▶ _WHAT IS EXPECTED_: Every line from the top of the material through the line holding "a new thread." should be copied exactly, and only those lines.

────────────────

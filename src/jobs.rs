// Copyright (c) 2025, Jason Jenkins
// SPDX-License-Identifier: BSD-3-Clause

//! Background jobs.
//!
//! Blocking work (file probing, HTTP calls, image decoding) runs on a
//! spawned thread and reports back over a channel that the UI polls once per
//! frame. Each slot runs at most one job at a time. Results are tagged with
//! the generation they were started under, and anything from an older
//! generation is dropped when polled.

use std::sync::mpsc::{channel, Receiver, Sender, TryRecvError};
use std::time::{Duration, Instant};

struct Running {
    label: &'static str,
    started: Instant,
}

/// One kind of background work (e.g. "analyze frame").
pub struct JobSlot<T> {
    sender: Sender<(u64, T)>,
    receiver: Receiver<(u64, T)>,
    generation: u64,
    running: Option<Running>,
}

impl<T: Send + 'static> Default for JobSlot<T> {
    fn default() -> Self {
        Self::new()
    }
}

impl<T: Send + 'static> JobSlot<T> {
    pub fn new() -> Self {
        let (sender, receiver) = channel();
        Self {
            sender,
            receiver,
            generation: 0,
            running: None,
        }
    }

    pub fn is_running(&self) -> bool {
        self.running.is_some()
    }

    /// How long the current job has been running.
    pub fn elapsed(&self) -> Option<Duration> {
        self.running.as_ref().map(|r| r.started.elapsed())
    }

    /// Start `work` on a new thread. Returns the job's generation, or `None`
    /// if a job is already in flight in this slot.
    pub fn start<F>(&mut self, label: &'static str, work: F) -> Option<u64>
    where
        F: FnOnce() -> T + Send + 'static,
    {
        if let Some(running) = &self.running {
            log::warn!("Not starting {}: {} is still in flight", label, running.label);
            return None;
        }

        self.generation += 1;
        let generation = self.generation;
        let sender = self.sender.clone();
        self.running = Some(Running {
            label,
            started: Instant::now(),
        });
        log::debug!("Starting {} (generation {})", label, generation);

        std::thread::spawn(move || {
            let result = work();
            // The slot may have been dropped with the app; nothing to do then
            let _ = sender.send((generation, result));
        });

        Some(generation)
    }

    /// Forget the in-flight job. Its eventual result will be discarded.
    pub fn invalidate(&mut self) {
        if let Some(running) = self.running.take() {
            log::debug!(
                "Abandoning {} (generation {}) after {:.1}s",
                running.label,
                self.generation,
                running.started.elapsed().as_secs_f32()
            );
        }
        self.generation += 1;
    }

    /// Return the current job's result if it has finished.
    pub fn poll(&mut self) -> Option<T> {
        loop {
            match self.receiver.try_recv() {
                Ok((generation, result)) if generation == self.generation => {
                    if let Some(running) = self.running.take() {
                        log::debug!(
                            "{} finished in {:.1}s",
                            running.label,
                            running.started.elapsed().as_secs_f32()
                        );
                    }
                    return Some(result);
                }
                Ok((generation, _)) => {
                    log::debug!("Dropping stale result from generation {}", generation);
                }
                Err(TryRecvError::Empty) | Err(TryRecvError::Disconnected) => return None,
            }
        }
    }
}
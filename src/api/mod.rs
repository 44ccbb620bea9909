// Copyright (c) 2025, Jason Jenkins
// SPDX-License-Identifier: BSD-3-Clause

//! HTTP client for the detection and analysis backend.

pub mod client;
pub mod error;
pub mod wire;

pub use client::ApiClient;
pub use error::ApiError;
pub use wire::HealthStatus;
#[cfg(test)]
mod tests {
    use super::*;
    use std::io::Cursor;

    fn iso_box(kind: &[u8; 4], body: &[u8]) -> Vec<u8> {
        let mut out = ((body.len() + 8) as u32).to_be_bytes().to_vec();
        out.extend_from_slice(kind);
        out.extend_from_slice(body);
        out
    }

    fn mvhd_v0(timescale: u32, duration: u32) -> Vec<u8> {
        let mut body = vec![0u8; 4]; // version + flags
        body.extend_from_slice(&0u32.to_be_bytes()); // creation
        body.extend_from_slice(&0u32.to_be_bytes()); // modification
        body.extend_from_slice(&timescale.to_be_bytes());
        body.extend_from_slice(&duration.to_be_bytes());
        body.extend_from_slice(&[0u8; 80]);
        iso_box(b"mvhd", &body)
    }

    fn mp4_bytes(timescale: u32, duration: u32, moov_first: bool) -> Vec<u8> {
        let ftyp = iso_box(b"ftyp", b"isom\0\0\x02\0isommp41");
        let moov = iso_box(b"moov", &mvhd_v0(timescale, duration));
        let mdat = iso_box(b"mdat", &[0u8; 256]);
        let mut out = ftyp;
        if moov_first {
            out.extend(moov);
            out.extend(mdat);
        } else {
            out.extend(mdat);
            out.extend(moov);
        }
        out
    }

    #[test]
    fn test_sniff_family() {
        assert_eq!(sniff_family(&mp4_bytes(1000, 1, true)), Some(ContainerFamily::IsoMedia));
        assert_eq!(sniff_family(b"RIFF\0\0\0\0AVI LIST"), Some(ContainerFamily::Riff));
        assert_eq!(sniff_family(b"FLV\x01\x05"), Some(ContainerFamily::Flv));
        assert_eq!(sniff_family(&ASF_HEADER_GUID), Some(ContainerFamily::Asf));
        assert_eq!(sniff_family(b"plain text, not a video"), None);
        assert_eq!(sniff_family(b""), None);
    }

    #[test]
    fn test_iso_duration_moov_anywhere() {
        let mut front = Cursor::new(mp4_bytes(1000, 90_000, true));
        assert_eq!(iso_duration(&mut front).unwrap(), Some(90.0));

        let mut back = Cursor::new(mp4_bytes(600, 7_500, false));
        assert_eq!(iso_duration(&mut back).unwrap(), Some(12.5));
    }

    #[test]
    fn test_iso_duration_without_moov() {
        let mut bytes = iso_box(b"ftyp", b"isom");
        bytes.extend(iso_box(b"mdat", &[1, 2, 3]));
        assert_eq!(iso_duration(&mut Cursor::new(bytes)).unwrap(), None);
    }

    #[test]
    fn test_iso_duration_corrupt_header() {
        let mut bytes = iso_box(b"ftyp", b"isom");
        bytes.extend_from_slice(&4u32.to_be_bytes());
        bytes.extend_from_slice(b"junk");
        assert!(iso_duration(&mut Cursor::new(bytes)).is_err());
    }

    #[test]
    fn test_avi_metadata() {
        let mut head = b"RIFF\0\0\0\0AVI LIST\0\0\0\0hdrlavih".to_vec();
        head.extend_from_slice(&56u32.to_le_bytes());
        let fields: [u32; 10] = [40_000, 0, 0, 0, 250, 0, 1, 0, 1280, 720];
        for f in fields {
            head.extend_from_slice(&f.to_le_bytes());
        }
        let metadata = avi_metadata(&head);
        assert_eq!(metadata.fps, Some(25.0));
        assert_eq!(metadata.duration_secs, Some(10.0));
        assert_eq!(metadata.width, Some(1280));
        assert_eq!(metadata.height, Some(720));
    }

    #[test]
    fn test_header_probe_on_files() {
        let dir = tempfile::tempdir().unwrap();

        let good = dir.path().join("match.mp4");
        std::fs::write(&good, mp4_bytes(1000, 45_000, false)).unwrap();
        let metadata = HeaderProbe.probe(&good, Container::Mp4).unwrap();
        assert_eq!(metadata.duration_secs, Some(45.0));

        let bad = dir.path().join("fake.mp4");
        std::fs::write(&bad, b"this is not a video at all").unwrap();
        assert!(matches!(
            HeaderProbe.probe(&bad, Container::Mp4),
            Err(UploadError::Unplayable(_))
        ));
    }

    #[test]
    fn test_mismatched_content_is_advisory() {
        let dir = tempfile::tempdir().unwrap();
        let renamed = dir.path().join("match.avi");
        std::fs::write(&renamed, mp4_bytes(1000, 30_000, true)).unwrap();

        // Warned about, but still playable: the backend decodes by content
        let metadata = HeaderProbe.probe(&renamed, Container::Avi).unwrap();
        assert_eq!(metadata.duration_secs, Some(30.0));
    }

    #[test]
    fn test_decode_image() {
        let img = image::RgbaImage::from_pixel(4, 3, image::Rgba([10, 20, 30, 255]));
        let mut png = Vec::new();
        image::DynamicImage::ImageRgba8(img)
            .write_to(&mut Cursor::new(&mut png), image::ImageFormat::Png)
            .unwrap();

        let loaded = decode_image(&png).unwrap();
        assert_eq!((loaded.width, loaded.height), (4, 3));
        assert_eq!(loaded.pixels.len(), 4 * 3 * 4);
        assert_eq!(&loaded.pixels[0..4], &[10, 20, 30, 255]);

        assert!(decode_image(b"not an image").is_err());
    }
}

────────────────

▶ _REPLY_:
filename src/jobs.rs
// Copyright (c) 2025, Jason Jenkins
// SPDX-License-Identifier: BSD-3-Clause

//! Background jobs.
//!
//! Blocking work (file probing, HTTP calls, image decoding) runs on a
//! spawned thread and reports back over a channel that the UI polls once per
//! frame. Each slot runs at most one job at a time. Results are tagged with
//! the generation they were started under, and anything from an older
//! generation is dropped when polled.

use std::sync::mpsc::{channel, Receiver, Sender, TryRecvError};
use std::time::{Duration, Instant};

struct Running {
    label: &'static str,
    started: Instant,
}

/// One kind of background work (e.g. "analyze frame").
pub struct JobSlot<T> {
    sender: Sender<(u64, T)>,
    receiver: Receiver<(u64, T)>,
    generation: u64,
    running: Option<Running>,
}

impl<T: Send + 'static> Default for JobSlot<T> {
    fn default() -> Self {
        Self::new()
    }
}

impl<T: Send + 'static> JobSlot<T> {
    pub fn new() -> Self {
        let (sender, receiver) = channel();
        Self {
            sender,
            receiver,
            generation: 0,
            running: None,
        }
    }

    pub fn is_running(&self) -> bool {
        self.running.is_some()
    }

    /// How long the current job has been running.
    pub fn elapsed(&self) -> Option<Duration> {
        self.running.as_ref().map(|r| r.started.elapsed())
    }

    /// Start `work` on a new thread. Returns the job's generation, or `None`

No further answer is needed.